### RECORDS FOR THE TASK:
------------------------------

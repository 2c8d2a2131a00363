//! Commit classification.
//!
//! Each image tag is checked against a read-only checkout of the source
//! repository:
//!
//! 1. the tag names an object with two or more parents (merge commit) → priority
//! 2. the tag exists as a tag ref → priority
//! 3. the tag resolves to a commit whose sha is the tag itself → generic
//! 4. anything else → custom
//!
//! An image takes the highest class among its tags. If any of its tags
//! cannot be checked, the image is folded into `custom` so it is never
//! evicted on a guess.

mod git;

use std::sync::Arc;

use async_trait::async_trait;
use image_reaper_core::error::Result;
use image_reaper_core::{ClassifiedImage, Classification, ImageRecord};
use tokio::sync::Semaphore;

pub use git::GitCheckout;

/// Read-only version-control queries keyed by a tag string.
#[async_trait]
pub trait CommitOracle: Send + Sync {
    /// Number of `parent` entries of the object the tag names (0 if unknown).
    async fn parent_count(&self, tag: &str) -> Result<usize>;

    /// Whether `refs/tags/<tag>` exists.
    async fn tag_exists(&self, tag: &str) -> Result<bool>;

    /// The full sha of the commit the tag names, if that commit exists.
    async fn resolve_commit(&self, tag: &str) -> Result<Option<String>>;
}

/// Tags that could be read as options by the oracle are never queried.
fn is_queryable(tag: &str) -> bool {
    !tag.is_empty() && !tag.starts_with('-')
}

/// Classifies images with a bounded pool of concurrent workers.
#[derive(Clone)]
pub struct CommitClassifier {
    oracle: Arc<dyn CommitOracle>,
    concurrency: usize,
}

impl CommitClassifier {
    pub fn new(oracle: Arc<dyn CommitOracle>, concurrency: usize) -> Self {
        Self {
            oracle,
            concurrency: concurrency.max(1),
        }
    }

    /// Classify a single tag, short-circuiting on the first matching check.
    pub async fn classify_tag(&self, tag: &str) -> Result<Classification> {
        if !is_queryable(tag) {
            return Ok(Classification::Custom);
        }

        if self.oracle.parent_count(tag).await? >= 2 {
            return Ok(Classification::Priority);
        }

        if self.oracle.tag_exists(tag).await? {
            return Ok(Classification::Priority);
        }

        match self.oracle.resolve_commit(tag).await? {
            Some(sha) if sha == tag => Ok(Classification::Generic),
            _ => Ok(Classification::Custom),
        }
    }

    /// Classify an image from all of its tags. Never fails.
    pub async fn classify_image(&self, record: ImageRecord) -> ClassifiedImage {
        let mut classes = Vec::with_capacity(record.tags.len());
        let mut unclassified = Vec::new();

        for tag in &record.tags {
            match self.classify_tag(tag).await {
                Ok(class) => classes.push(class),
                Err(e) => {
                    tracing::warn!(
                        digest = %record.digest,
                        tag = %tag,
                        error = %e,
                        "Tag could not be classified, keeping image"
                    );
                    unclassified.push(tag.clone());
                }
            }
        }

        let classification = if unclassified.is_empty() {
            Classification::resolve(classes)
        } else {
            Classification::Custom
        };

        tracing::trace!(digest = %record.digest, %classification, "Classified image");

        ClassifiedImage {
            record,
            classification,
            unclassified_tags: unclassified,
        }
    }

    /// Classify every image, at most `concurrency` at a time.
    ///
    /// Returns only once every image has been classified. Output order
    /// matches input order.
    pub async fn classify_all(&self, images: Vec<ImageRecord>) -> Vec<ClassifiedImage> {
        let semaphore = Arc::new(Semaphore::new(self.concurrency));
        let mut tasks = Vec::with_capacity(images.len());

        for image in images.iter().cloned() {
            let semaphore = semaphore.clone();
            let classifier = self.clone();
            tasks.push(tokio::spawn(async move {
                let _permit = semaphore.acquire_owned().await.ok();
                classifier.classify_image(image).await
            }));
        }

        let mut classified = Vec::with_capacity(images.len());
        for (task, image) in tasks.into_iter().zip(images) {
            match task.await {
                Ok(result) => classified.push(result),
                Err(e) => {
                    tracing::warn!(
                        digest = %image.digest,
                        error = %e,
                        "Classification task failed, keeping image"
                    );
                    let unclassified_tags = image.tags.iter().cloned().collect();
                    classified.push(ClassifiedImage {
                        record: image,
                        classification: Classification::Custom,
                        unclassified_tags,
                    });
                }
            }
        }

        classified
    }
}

------------------------------

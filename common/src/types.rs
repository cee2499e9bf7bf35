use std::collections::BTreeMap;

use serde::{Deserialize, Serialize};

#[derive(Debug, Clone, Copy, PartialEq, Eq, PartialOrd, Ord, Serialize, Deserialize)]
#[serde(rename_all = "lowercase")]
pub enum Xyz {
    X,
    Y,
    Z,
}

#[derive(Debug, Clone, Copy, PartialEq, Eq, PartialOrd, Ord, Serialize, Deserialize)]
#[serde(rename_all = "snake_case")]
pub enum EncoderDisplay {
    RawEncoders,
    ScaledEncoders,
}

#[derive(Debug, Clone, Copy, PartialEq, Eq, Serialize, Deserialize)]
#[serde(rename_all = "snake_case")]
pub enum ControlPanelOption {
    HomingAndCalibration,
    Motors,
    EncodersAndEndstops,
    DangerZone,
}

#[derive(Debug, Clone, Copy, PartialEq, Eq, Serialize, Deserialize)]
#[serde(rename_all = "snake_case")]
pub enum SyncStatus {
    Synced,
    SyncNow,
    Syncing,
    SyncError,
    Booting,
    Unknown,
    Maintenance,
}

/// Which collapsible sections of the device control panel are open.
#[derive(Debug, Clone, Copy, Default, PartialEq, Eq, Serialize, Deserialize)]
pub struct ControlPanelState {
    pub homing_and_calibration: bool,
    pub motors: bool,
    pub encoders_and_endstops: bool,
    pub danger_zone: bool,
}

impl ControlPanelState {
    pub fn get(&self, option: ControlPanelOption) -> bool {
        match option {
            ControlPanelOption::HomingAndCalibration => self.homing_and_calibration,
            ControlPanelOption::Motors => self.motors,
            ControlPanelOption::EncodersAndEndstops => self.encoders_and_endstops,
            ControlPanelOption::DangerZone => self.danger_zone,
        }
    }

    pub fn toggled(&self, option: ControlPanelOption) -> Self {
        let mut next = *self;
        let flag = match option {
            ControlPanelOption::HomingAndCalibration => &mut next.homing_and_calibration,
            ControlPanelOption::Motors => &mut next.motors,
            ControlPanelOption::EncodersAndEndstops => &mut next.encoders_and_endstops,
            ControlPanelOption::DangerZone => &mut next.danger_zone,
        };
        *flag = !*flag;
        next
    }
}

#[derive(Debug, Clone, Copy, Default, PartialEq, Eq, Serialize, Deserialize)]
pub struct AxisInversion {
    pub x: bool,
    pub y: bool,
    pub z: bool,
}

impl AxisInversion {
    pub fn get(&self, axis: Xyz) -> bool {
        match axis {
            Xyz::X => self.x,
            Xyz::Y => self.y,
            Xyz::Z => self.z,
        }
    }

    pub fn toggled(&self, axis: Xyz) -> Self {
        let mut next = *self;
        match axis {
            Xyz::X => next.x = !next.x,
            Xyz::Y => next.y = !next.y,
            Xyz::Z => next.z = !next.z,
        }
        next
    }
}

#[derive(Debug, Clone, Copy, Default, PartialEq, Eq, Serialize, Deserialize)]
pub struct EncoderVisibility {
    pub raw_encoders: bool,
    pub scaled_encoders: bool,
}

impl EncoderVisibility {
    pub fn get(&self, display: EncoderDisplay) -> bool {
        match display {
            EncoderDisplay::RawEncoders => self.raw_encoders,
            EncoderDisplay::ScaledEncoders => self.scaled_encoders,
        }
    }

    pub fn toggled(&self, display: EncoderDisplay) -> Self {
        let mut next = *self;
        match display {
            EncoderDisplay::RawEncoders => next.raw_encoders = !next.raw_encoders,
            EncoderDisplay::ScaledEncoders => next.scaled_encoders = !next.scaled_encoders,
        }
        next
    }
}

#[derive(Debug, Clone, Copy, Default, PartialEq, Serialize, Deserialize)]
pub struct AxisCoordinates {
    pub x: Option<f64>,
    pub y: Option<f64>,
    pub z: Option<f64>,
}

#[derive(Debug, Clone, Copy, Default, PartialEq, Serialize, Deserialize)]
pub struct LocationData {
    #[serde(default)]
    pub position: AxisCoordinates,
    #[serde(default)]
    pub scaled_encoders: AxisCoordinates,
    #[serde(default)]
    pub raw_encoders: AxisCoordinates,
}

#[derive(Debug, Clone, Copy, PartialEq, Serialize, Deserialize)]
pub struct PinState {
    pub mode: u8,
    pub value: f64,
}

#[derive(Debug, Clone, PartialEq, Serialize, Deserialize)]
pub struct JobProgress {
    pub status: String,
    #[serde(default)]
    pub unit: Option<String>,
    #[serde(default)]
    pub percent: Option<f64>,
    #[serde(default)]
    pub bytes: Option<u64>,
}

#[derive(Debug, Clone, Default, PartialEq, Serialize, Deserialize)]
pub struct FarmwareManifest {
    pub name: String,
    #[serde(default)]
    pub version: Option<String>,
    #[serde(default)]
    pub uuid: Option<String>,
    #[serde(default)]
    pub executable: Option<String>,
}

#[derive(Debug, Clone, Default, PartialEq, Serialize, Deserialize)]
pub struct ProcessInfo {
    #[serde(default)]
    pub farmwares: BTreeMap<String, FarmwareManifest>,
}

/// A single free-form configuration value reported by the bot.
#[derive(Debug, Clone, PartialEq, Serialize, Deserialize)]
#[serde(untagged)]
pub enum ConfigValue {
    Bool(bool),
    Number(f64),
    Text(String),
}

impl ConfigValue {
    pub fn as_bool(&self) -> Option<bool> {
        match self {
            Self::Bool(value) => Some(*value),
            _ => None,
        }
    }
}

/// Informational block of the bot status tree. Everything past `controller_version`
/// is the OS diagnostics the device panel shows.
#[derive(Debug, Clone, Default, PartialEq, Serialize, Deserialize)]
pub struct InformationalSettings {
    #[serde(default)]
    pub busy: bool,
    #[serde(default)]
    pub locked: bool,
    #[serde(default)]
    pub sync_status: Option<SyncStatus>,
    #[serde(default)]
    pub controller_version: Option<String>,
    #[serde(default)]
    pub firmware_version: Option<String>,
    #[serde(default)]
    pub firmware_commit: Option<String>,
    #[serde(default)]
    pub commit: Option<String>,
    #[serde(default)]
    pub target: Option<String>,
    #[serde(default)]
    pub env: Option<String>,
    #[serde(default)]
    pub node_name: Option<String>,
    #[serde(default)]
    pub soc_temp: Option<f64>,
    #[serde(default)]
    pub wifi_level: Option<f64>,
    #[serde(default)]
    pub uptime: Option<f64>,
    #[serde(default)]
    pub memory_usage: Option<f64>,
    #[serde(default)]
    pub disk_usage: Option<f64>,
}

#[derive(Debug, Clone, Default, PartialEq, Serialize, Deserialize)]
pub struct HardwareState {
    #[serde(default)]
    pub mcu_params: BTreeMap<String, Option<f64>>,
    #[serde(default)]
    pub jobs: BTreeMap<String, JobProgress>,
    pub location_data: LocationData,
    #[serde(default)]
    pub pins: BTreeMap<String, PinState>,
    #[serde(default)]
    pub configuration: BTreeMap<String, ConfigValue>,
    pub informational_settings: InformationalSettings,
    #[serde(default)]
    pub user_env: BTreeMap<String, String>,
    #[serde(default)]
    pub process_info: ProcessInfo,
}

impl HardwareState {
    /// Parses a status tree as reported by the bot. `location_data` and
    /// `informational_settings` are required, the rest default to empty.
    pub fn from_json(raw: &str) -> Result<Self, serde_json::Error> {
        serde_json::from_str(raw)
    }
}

------------------------------

### AIM OF THE TASK:
The result is a copy of every line above where the word "keeping" shows up.

### TASK SOLUTION:
                        "Tag could not be classified, keeping image"
                        "Classification task failed, keeping image"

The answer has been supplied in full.